Meet the Faculty

Eugene Ostashevsky
Clinical Professor
"Living my life in several languages has made me a translator and a “translingual” poet. My main interest is how languages do not match, because you can’t say quite the same things in another language, nor would you really want to. I therefore think of translation as a transformation, a metamorphosis."

Jennifer Zoble
Clinical Associate Professor
"What I most appreciate about translation is its inexhaustibility, both as a practice and as an academic subject. There’s always more to it–the questions it raises, the choices it presents, the effects it creates. Whether facilitating a class discussion, helping a student with their translation project, or working on a translation of my own, I always try to channel that sense of possibility."

Montana Marie Ray
Clinical Assistant Professor
"I like to think of translation as performing a piece of writing in a new language. To rehearse for this performance, I teach students to be rigorous researchers of a piece's context, close readers of its language, and vibrant creative writers."

Janet Hendrickson
Clinical Assistant Professor
"An emphasis on craft, practice, and place grows out of my work as a literary translator. I frame translation as an act of fabrication, moving away from a false problem of equivalency between languages or between word and thing."
Comparative Literature

Emily Apter
Silver Professor of French and Comparative Literature

Hala Halim
Associate Professor of Comparative Literature
"In various ways, translation is central to my work as a scholar and teacher.

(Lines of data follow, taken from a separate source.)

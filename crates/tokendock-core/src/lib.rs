//! # tokendock-core
//!
//! Shared library for tokendock containing the device wire protocol and the
//! domain entities for OTP token management.
//!
//! This crate is used by the client application and by anything else that
//! needs to speak to the token dock firmware. It has zero dependencies on
//! OS APIs, serial hardware, or UI frameworks.
//!
//! The two top-level modules:
//!
//! - **`protocol`** – How bytes travel over the serial link. Commands are
//!   encoded as single JSON messages with an `"action"` discriminator, and
//!   responses are classified either as bare ack/nack (the literal `"OK"`
//!   marker anywhere in the raw bytes) or as a structured token payload.
//!
//! - **`domain`** – Pure business logic with no I/O. OTP token entities and
//!   the Base32 secret codec that converts between human-typeable secret
//!   text and the raw key bytes carried on the wire.

pub mod domain;
pub mod protocol;

// Re-export the most-used types at the crate root so callers can write
// `tokendock_core::Token` instead of `tokendock_core::domain::token::Token`.
pub use domain::secret::{decode_secret, encode_secret, SecretFormatError};
pub use domain::token::{Token, TokenDraft, TokenSet};
pub use protocol::codec::{decode_ack, decode_data, encode_command, AckStatus, ProtocolError};
pub use protocol::command::Command;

Involved for many years in translation (having rendered, among others, two Arabic novels into English), my teaching of translation studies combines both theory and practice. I have regularly offered courses on translation studies in relation to comparative literature and Arab cultures."

Zakir Paul
Assistant Professor of Comparative Literature
"My courses often include forays into translation understood as a repertoire of interpretive, expressive, and artistic techniques within and across languages and media. We attend to larger conceptual histories of how literary and philosophical forms emerge and travel in a global context, as well as the ways certain conceptual terms, syntactic orders, and idiomatic phrases resist being rendered in other languages."